Start of EXTRACTED ENTRIES

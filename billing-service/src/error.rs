//! Error types and HTTP response envelope for the billing service

use axum::{
    http::StatusCode,
    response::{IntoResponse, Response},
    Json,
};
use serde::{Deserialize, Serialize};
use thiserror::Error;
use uuid::Uuid;

/// Errors that can occur during billing operations
#[derive(Error, Debug)]
pub enum BillingError {
    #[error("Visit not found: {0}")]
    VisitNotFound(Uuid),

    #[error("Billing record not found: {0}")]
    BillingNotFound(Uuid),

    #[error("Invalid payment: {0}")]
    InvalidPayment(String),

    #[error("Validation error: {0}")]
    Validation(String),

    #[error("Database error: {0}")]
    Database(#[from] sqlx::Error),
}

pub type BillingResult<T> = Result<T, BillingError>;

impl BillingError {
    /// HTTP status code for this error
    pub fn status_code(&self) -> StatusCode {
        match self {
            BillingError::VisitNotFound(_) | BillingError::BillingNotFound(_) => {
                StatusCode::NOT_FOUND
            }
            BillingError::InvalidPayment(_) => StatusCode::UNPROCESSABLE_ENTITY,
            BillingError::Validation(_) => StatusCode::BAD_REQUEST,
            BillingError::Database(_) => StatusCode::INTERNAL_SERVER_ERROR,
        }
    }

    /// Machine-readable error type for API responses
    pub fn error_type(&self) -> &'static str {
        match self {
            BillingError::VisitNotFound(_) => "visit_not_found",
            BillingError::BillingNotFound(_) => "billing_not_found",
            BillingError::InvalidPayment(_) => "invalid_payment",
            BillingError::Validation(_) => "validation_error",
            BillingError::Database(_) => "database_error",
        }
    }

    /// Message safe to hand back to API clients. Database details stay in logs.
    fn client_message(&self) -> String {
        match self {
            BillingError::Database(_) => "A database error occurred".to_string(),
            other => other.to_string(),
        }
    }
}

/// Standard API response wrapper
#[derive(Debug, Serialize, Deserialize)]
pub struct ApiResponse<T> {
    pub success: bool,
    pub data: T,
}

/// Error details returned to API clients
#[derive(Debug, Serialize, Deserialize)]
pub struct ApiErrorResponse {
    pub success: bool,
    pub error_type: String,
    pub message: String,
}

/// Helper to create a successful API response
pub fn api_success<T>(data: T) -> Json<ApiResponse<T>> {
    Json(ApiResponse {
        success: true,
        data,
    })
}

impl IntoResponse for BillingError {
    fn into_response(self) -> Response {
        let status = self.status_code();

        if status == StatusCode::INTERNAL_SERVER_ERROR {
            tracing::error!(error = %self, "billing request failed");
        } else {
            tracing::warn!(error = %self, "billing request rejected");
        }

        let body = Json(ApiErrorResponse {
            success: false,
            error_type: self.error_type().to_string(),
            message: self.client_message(),
        });

        (status, body).into_response()
    }
}
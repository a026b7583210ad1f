pub mod config;
pub mod error;
pub mod handlers;
pub mod models;
pub mod openapi;
pub mod routes;
pub mod validator;
/// Mail-exchange lookup behind the [`dnsmx::MxResolver`] trait.
///
/// # Examples
/// ```no_run
/// use email_validator::handlers::validation::dnsmx::{DnsMxResolver, MxOutcome, MxResolver};
/// use std::time::Duration;
///
/// # async fn example() {
/// let resolver = DnsMxResolver::new(Duration::from_secs(2), 2);
/// assert_eq!(resolver.mx_exists("gmail.com").await, MxOutcome::Exists);
/// # }
/// ```
pub mod dnsmx;

/// Exact-match lookup of a domain in the disposable-provider list.
pub mod disposable;

/// Edit distance between short strings.
pub mod similarity;

/// "Did you mean" suggestions drawn from a reference set.
///
/// # Examples
/// ```
/// use email_validator::handlers::validation::suggestion::{suggest, DOMAIN_SUGGESTION_THRESHOLD};
/// use email_validator::models::ReferenceSet;
///
/// let domains: ReferenceSet = ["gmail.com", "yahoo.com"].into_iter().collect();
/// assert_eq!(suggest("gnail.com", &domains, DOMAIN_SUGGESTION_THRESHOLD), Some("gmail.com"));
/// assert_eq!(suggest("gmail.com", &domains, DOMAIN_SUGGESTION_THRESHOLD), None);
/// ```
pub mod suggestion;

/// Plausible-shape check of an email address.
pub mod syntax;
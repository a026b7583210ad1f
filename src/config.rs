use crate::error::ConfigError;
use crate::models::reference::ReferenceSources;
use std::env;
use std::path::PathBuf;
use std::str::FromStr;
use std::time::Duration;

const DEFAULT_HOST: &str = "127.0.0.1";
const DEFAULT_PORT: u16 = 8080;
const DEFAULT_DATA_DIR: &str = "data";
const DEFAULT_DNS_TIMEOUT_SECS: u64 = 2;
const DEFAULT_DNS_ATTEMPTS: usize = 2;

/// # Service Configuration
///
/// Read from the process environment (after `.env` has been loaded by `main`).
///
/// ## Variables
/// - `HOST`, `PORT`: bind address of the HTTP server
/// - `DATA_DIR`: directory holding the default reference lists
/// - `POPULAR_DOMAINS_FILE`, `POPULAR_TLDS_FILE`, `DISPOSABLE_DOMAINS_FILE`:
///   per-list overrides, relative paths are taken as-is
/// - `DNS_TIMEOUT_SECS`, `DNS_ATTEMPTS`: resolver timeout budget for MX lookups
#[derive(Debug, Clone, PartialEq)]
pub struct Config {
    pub host: String,
    pub port: u16,
    pub sources: ReferenceSources,
    pub dns_timeout: Duration,
    pub dns_attempts: usize,
}

impl Default for Config {
    fn default() -> Self {
        Self {
            host: DEFAULT_HOST.to_string(),
            port: DEFAULT_PORT,
            sources: ReferenceSources::in_dir(DEFAULT_DATA_DIR),
            dns_timeout: Duration::from_secs(DEFAULT_DNS_TIMEOUT_SECS),
            dns_attempts: DEFAULT_DNS_ATTEMPTS,
        }
    }
}

impl Config {
    pub fn from_env() -> Result<Self, ConfigError> {
        Self::from_lookup(|key| env::var(key).ok())
    }

    /// Builds the configuration from an arbitrary key lookup.
    ///
    /// Unset or blank keys fall back to their defaults; values that are set but
    /// fail to parse are rejected.
    pub fn from_lookup<F>(lookup: F) -> Result<Self, ConfigError>
    where
        F: Fn(&str) -> Option<String>,
    {
        let get = |key: &str| lookup(key).filter(|v| !v.trim().is_empty());

        let data_dir = get("DATA_DIR").unwrap_or_else(|| DEFAULT_DATA_DIR.to_string());
        let mut sources = ReferenceSources::in_dir(&data_dir);
        if let Some(path) = get("POPULAR_DOMAINS_FILE") {
            sources.popular_domains = PathBuf::from(path);
        }
        if let Some(path) = get("POPULAR_TLDS_FILE") {
            sources.popular_tlds = PathBuf::from(path);
        }
        if let Some(path) = get("DISPOSABLE_DOMAINS_FILE") {
            sources.disposable_domains = PathBuf::from(path);
        }

        Ok(Self {
            host: get("HOST").unwrap_or_else(|| DEFAULT_HOST.to_string()),
            port: parse_or("PORT", get("PORT"), DEFAULT_PORT)?,
            sources,
            dns_timeout: Duration::from_secs(parse_nonzero_or(
                "DNS_TIMEOUT_SECS",
                get("DNS_TIMEOUT_SECS"),
                DEFAULT_DNS_TIMEOUT_SECS,
            )?),
            dns_attempts: parse_nonzero_or(
                "DNS_ATTEMPTS",
                get("DNS_ATTEMPTS"),
                DEFAULT_DNS_ATTEMPTS,
            )?,
        })
    }
}

fn parse_or<T: FromStr>(key: &'static str, raw: Option<String>, default: T) -> Result<T, ConfigError> {
    match raw {
        None => Ok(default),
        Some(value) => value
            .trim()
            .parse()
            .map_err(|_| ConfigError::InvalidValue { key, value }),
    }
}

/// Like [`parse_or`], but a zero resolver budget would fail every lookup.
fn parse_nonzero_or<T>(key: &'static str, raw: Option<String>, default: T) -> Result<T, ConfigError>
where
    T: FromStr + Default + PartialEq,
{
    let parsed = parse_or(key, raw.clone(), default)?;
    if parsed == T::default() {
        return Err(ConfigError::InvalidValue {
            key,
            value: raw.unwrap_or_default(),
        });
    }
    Ok(parsed)
}
use serde::{Deserialize, Serialize};
use thiserror::Error;
use utoipa::ToSchema;

/// # Validation Failure
///
/// One variant per pipeline stage. The `Display` text of each variant is the
/// exact message returned to callers.
#[derive(Error, Debug, Clone, PartialEq, Eq)]
pub enum ValidationError {
    #[error("Invalid email format")]
    Format,

    #[error("Invalid domain '{domain}'. Did you mean '{suggestion}'?")]
    DomainTypo { domain: String, suggestion: String },

    #[error("Invalid TLD '{tld}'. Did you mean '{suggestion}'?")]
    TldTypo { tld: String, suggestion: String },

    #[error("Disposable email addresses are not allowed")]
    Disposable,

    #[error("Operation timed out. Check your connection and try again.")]
    ResolverTimeout,

    #[error("No MX records found for domain '{domain}'")]
    NoMxRecords { domain: String },
}

impl ValidationError {
    /// Stable machine-readable code, used in logs.
    pub fn code(&self) -> &'static str {
        match self {
            Self::Format => "INVALID_FORMAT",
            Self::DomainTypo { .. } => "DOMAIN_TYPO",
            Self::TldTypo { .. } => "TLD_TYPO",
            Self::Disposable => "DISPOSABLE_EMAIL",
            Self::ResolverTimeout => "DNS_TIMEOUT",
            Self::NoMxRecords { .. } => "NO_MX_RECORDS",
        }
    }

    /// Only a resolver timeout says nothing about the address itself.
    pub fn is_retryable(&self) -> bool {
        matches!(self, Self::ResolverTimeout)
    }
}

/// # Validation Result
///
/// Either `{"valid": true}` or `{"valid": false, "error": "<message>"}`.
///
/// ## Example JSON
/// ```json
/// {
///   "valid": false,
///   "error": "Invalid domain 'gnail.com'. Did you mean 'gmail.com'?"
/// }
/// ```
#[derive(Serialize, Deserialize, Debug, Clone, PartialEq, Eq, ToSchema)]
pub struct ValidationResult {
    pub valid: bool,
    #[serde(default, skip_serializing_if = "Option::is_none")]
    pub error: Option<String>,
}

impl ValidationResult {
    pub fn valid() -> Self {
        Self {
            valid: true,
            error: None,
        }
    }

    pub fn invalid(error: &ValidationError) -> Self {
        Self {
            valid: false,
            error: Some(error.to_string()),
        }
    }
}

impl From<Result<(), ValidationError>> for ValidationResult {
    fn from(outcome: Result<(), ValidationError>) -> Self {
        match outcome {
            Ok(()) => Self::valid(),
            Err(e) => Self::invalid(&e),
        }
    }
}

#[cfg(test)]
mod tests {
    use super::*;
    use serde_json::json;

    #[test]
    fn test_messages_match_wire_format() {
        assert_eq!(ValidationError::Format.to_string(), "Invalid email format");
        assert_eq!(
            ValidationError::DomainTypo {
                domain: "gnail.com".to_string(),
                suggestion: "gmail.com".to_string(),
            }
            .to_string(),
            "Invalid domain 'gnail.com'. Did you mean 'gmail.com'?"
        );
        assert_eq!(
            ValidationError::TldTypo {
                tld: "co".to_string(),
                suggestion: "com".to_string(),
            }
            .to_string(),
            "Invalid TLD 'co'. Did you mean 'com'?"
        );
        assert_eq!(
            ValidationError::Disposable.to_string(),
            "Disposable email addresses are not allowed"
        );
        assert_eq!(
            ValidationError::ResolverTimeout.to_string(),
            "Operation timed out. Check your connection and try again."
        );
        assert_eq!(
            ValidationError::NoMxRecords {
                domain: "custom.com".to_string()
            }
            .to_string(),
            "No MX records found for domain 'custom.com'"
        );
    }

    #[test]
    fn test_only_timeout_is_retryable() {
        assert!(ValidationError::ResolverTimeout.is_retryable());
        assert!(!ValidationError::Disposable.is_retryable());
        assert!(!ValidationError::Format.is_retryable());
    }

    #[test]
    fn test_valid_result_omits_error() {
        let value = serde_json::to_value(ValidationResult::valid()).unwrap();
        assert_eq!(value, json!({ "valid": true }));
    }

    #[test]
    fn test_invalid_result_from_error() {
        let result = ValidationResult::from(Err(ValidationError::Disposable));
        assert!(!result.valid);
        assert_eq!(
            result.error.as_deref(),
            Some("Disposable email addresses are not allowed")
        );
    }
}
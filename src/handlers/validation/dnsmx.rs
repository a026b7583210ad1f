use async_trait::async_trait;
use std::time::Duration;
use tracing::{debug, warn};
use trust_dns_resolver::{
    TokioAsyncResolver,
    config::{ResolverConfig, ResolverOpts},
    error::ResolveErrorKind,
    proto::op::ResponseCode,
};

/// Outcome of a mail-exchange lookup.
#[derive(Debug, Clone, Copy, PartialEq, Eq)]
pub enum MxOutcome {
    /// At least one MX record was returned.
    Exists,
    /// The lookup completed without MX records, or the domain does not exist.
    Absent,
    /// The lookup could not be completed within the resolver's budget.
    Timeout,
}

/// Looks up whether a domain publishes MX records.
///
/// This is the only stage of validation that performs I/O, so it sits behind a
/// trait and tests substitute a mock.
#[cfg_attr(test, mockall::automock)]
#[async_trait]
pub trait MxResolver: Send + Sync {
    async fn mx_exists(&self, domain: &str) -> MxOutcome;
}

/// [`MxResolver`] backed by `trust-dns-resolver`.
///
/// Configured with:
/// - the library's default upstream servers
/// - a per-query timeout and a number of attempts, which together bound the
///   time a single lookup may take
#[derive(Clone)]
pub struct DnsMxResolver {
    resolver: TokioAsyncResolver,
}

impl DnsMxResolver {
    pub fn new(timeout: Duration, attempts: usize) -> Self {
        let mut opts = ResolverOpts::default();
        opts.timeout = timeout;
        opts.attempts = attempts;

        Self {
            resolver: TokioAsyncResolver::tokio(ResolverConfig::default(), opts),
        }
    }
}

#[async_trait]
impl MxResolver for DnsMxResolver {
    async fn mx_exists(&self, domain: &str) -> MxOutcome {
        match self.resolver.mx_lookup(domain).await {
            Ok(records) if records.iter().next().is_some() => MxOutcome::Exists,
            Ok(_) => MxOutcome::Absent,
            Err(e) => {
                let outcome = classify_error(e.kind());
                match outcome {
                    MxOutcome::Timeout => warn!(domain, error = %e, "MX lookup did not complete"),
                    _ => debug!(domain, error = %e, "MX lookup returned no records"),
                }
                outcome
            }
        }
    }
}

/// Maps a resolver failure onto a lookup outcome.
///
/// An empty answer (NOERROR) and a non-existent domain (NXDOMAIN) both mean
/// "no mail service". Every other failure, including a `NoRecordsFound` built
/// from a SERVFAIL or REFUSED response, means the answer is unknown and is
/// reported the same way as a timeout.
fn classify_error(kind: &ResolveErrorKind) -> MxOutcome {
    match kind {
        ResolveErrorKind::NoRecordsFound {
            response_code: ResponseCode::NoError | ResponseCode::NXDomain,
            ..
        } => MxOutcome::Absent,
        _ => MxOutcome::Timeout,
    }
}

#[cfg(test)]
#[path = "dnsmx_test.rs"]
mod tests;
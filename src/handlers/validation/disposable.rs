use crate::models::reference::ReferenceSet;

/// Checks whether `domain` belongs to a known disposable email provider.
///
/// Exact membership only: subdomains of a listed domain are not matched.
///
/// # Example
/// ```
/// use email_validator::handlers::validation::disposable::is_disposable_domain;
/// use email_validator::models::ReferenceSet;
///
/// let disposable: ReferenceSet = ["mailinator.com"].into_iter().collect();
/// assert!(is_disposable_domain("mailinator.com", &disposable));
/// assert!(!is_disposable_domain("gmail.com", &disposable));
/// ```
pub fn is_disposable_domain(domain: &str, disposable: &ReferenceSet) -> bool {
    disposable.contains(domain)
}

End of EXTRACTED ENTRIES

→ **TASK DETAILS**: Retrieve all lines from the data that contain the string "crate".

→ **RESPONSE**:
use crate::error::ConfigError;
use crate::models::reference::ReferenceSources;
use crate::models::reference::ReferenceSet;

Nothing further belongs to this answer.